◆ **EXERCISE BRIEF**: Filter the records below and copy every line containing the word "derive".

Stored items:
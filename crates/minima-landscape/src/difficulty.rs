//! Difficulty presets.
//!
//! Each preset bounds the random draws that shape a landscape. The tables
//! are static; nothing adjusts them at runtime.

use std::fmt;
use std::str::FromStr;

use serde::{Deserialize, Serialize};

use crate::LandscapeError;

/// One of the three fixed difficulty levels.
#[derive(
    Debug, Clone, Copy, PartialEq, Eq, Hash, Serialize, Deserialize, Default,
)]
#[serde(rename_all = "lowercase")]
pub enum Difficulty {
    Easy,
    #[default]
    Medium,
    Hard,
}

/// Ranges that drive landscape construction. All ranges are inclusive.
#[derive(Debug, Clone, Copy, PartialEq)]
pub struct Preset {
    /// Polynomial degree range; only even degrees inside it are used.
    pub degree: (u32, u32),
    /// Divisor applied after span normalization.
    pub poly_scale: f64,
    pub noise_count: (u32, u32),
    pub noise_amplitude: (f64, f64),
    pub noise_frequency: (f64, f64),
    pub bump_count: (u32, u32),
    pub bump_amplitude: (f64, f64),
}

const EASY: Preset = Preset {
    degree: (2, 4),
    poly_scale: 1.0,
    noise_count: (1, 1),
    noise_amplitude: (0.1, 0.5),
    noise_frequency: (1.0, 4.0),
    bump_count: (0, 1),
    bump_amplitude: (0.5, 2.0),
};

const MEDIUM: Preset = Preset {
    degree: (4, 6),
    poly_scale: 3.0,
    noise_count: (1, 3),
    noise_amplitude: (0.3, 1.5),
    noise_frequency: (3.0, 10.0),
    bump_count: (1, 3),
    bump_amplitude: (1.0, 4.0),
};

const HARD: Preset = Preset {
    degree: (4, 6),
    poly_scale: 6.0,
    noise_count: (2, 5),
    noise_amplitude: (0.5, 2.5),
    noise_frequency: (5.0, 15.0),
    bump_count: (3, 7),
    bump_amplitude: (2.0, 6.0),
};

impl Difficulty {
    /// All presets, easiest first.
    pub const ALL: [Difficulty; 3] = [Self::Easy, Self::Medium, Self::Hard];

    pub fn preset(self) -> &'static Preset {
        match self {
            Self::Easy => &EASY,
            Self::Medium => &MEDIUM,
            Self::Hard => &HARD,
        }
    }

    pub fn as_str(self) -> &'static str {
        match self {
            Self::Easy => "easy",
            Self::Medium => "medium",
            Self::Hard => "hard",
        }
    }
}

impl Preset {
    /// Even degrees inside the degree range.
    pub fn even_degrees(&self) -> Vec<u32> {
        (self.degree.0..=self.degree.1)
            .filter(|d| d % 2 == 0)
            .collect()
    }
}

impl fmt::Display for Difficulty {
    fn fmt(&self, f: &mut fmt::Formatter<'_>) -> fmt::Result {
        f.write_str(self.as_str())
    }
}

impl FromStr for Difficulty {
    type Err = LandscapeError;

    fn from_str(s: &str) -> Result<Self, Self::Err> {
        match s.trim().to_ascii_lowercase().as_str() {
            "easy" => Ok(Self::Easy),
            "medium" => Ok(Self::Medium),
            "hard" => Ok(Self::Hard),
            _ => Err(LandscapeError::UnknownDifficulty(s.to_string())),
        }
    }
}

#[cfg(test)]
mod tests {
    use super::*;

    #[test]
    fn test_difficulty_round_trips_through_str() {
        for d in Difficulty::ALL {
            assert_eq!(d.to_string().parse::<Difficulty>().unwrap(), d);
        }
        assert_eq!("HARD".parse::<Difficulty>().unwrap(), Difficulty::Hard);
        assert!("nightmare".parse::<Difficulty>().is_err());
    }

    #[test]
    fn test_even_degrees() {
        assert_eq!(Difficulty::Easy.preset().even_degrees(), vec![2, 4]);
        assert_eq!(Difficulty::Hard.preset().even_degrees(), vec![4, 6]);
    }

    #[test]
    fn test_presets_grow_harder() {
        let easy = Difficulty::Easy.preset();
        let hard = Difficulty::Hard.preset();
        assert!(hard.poly_scale > easy.poly_scale);
        assert!(hard.bump_count.1 > easy.bump_count.1);
        assert!(hard.noise_frequency.1 > easy.noise_frequency.1);
    }

    #[test]
    fn test_default_is_medium() {
        assert_eq!(Difficulty::default(), Difficulty::Medium);
    }
}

◆ **SOLUTION FOR THIS TASK**:
#[derive(
#[derive(Debug, Clone, Copy, PartialEq)]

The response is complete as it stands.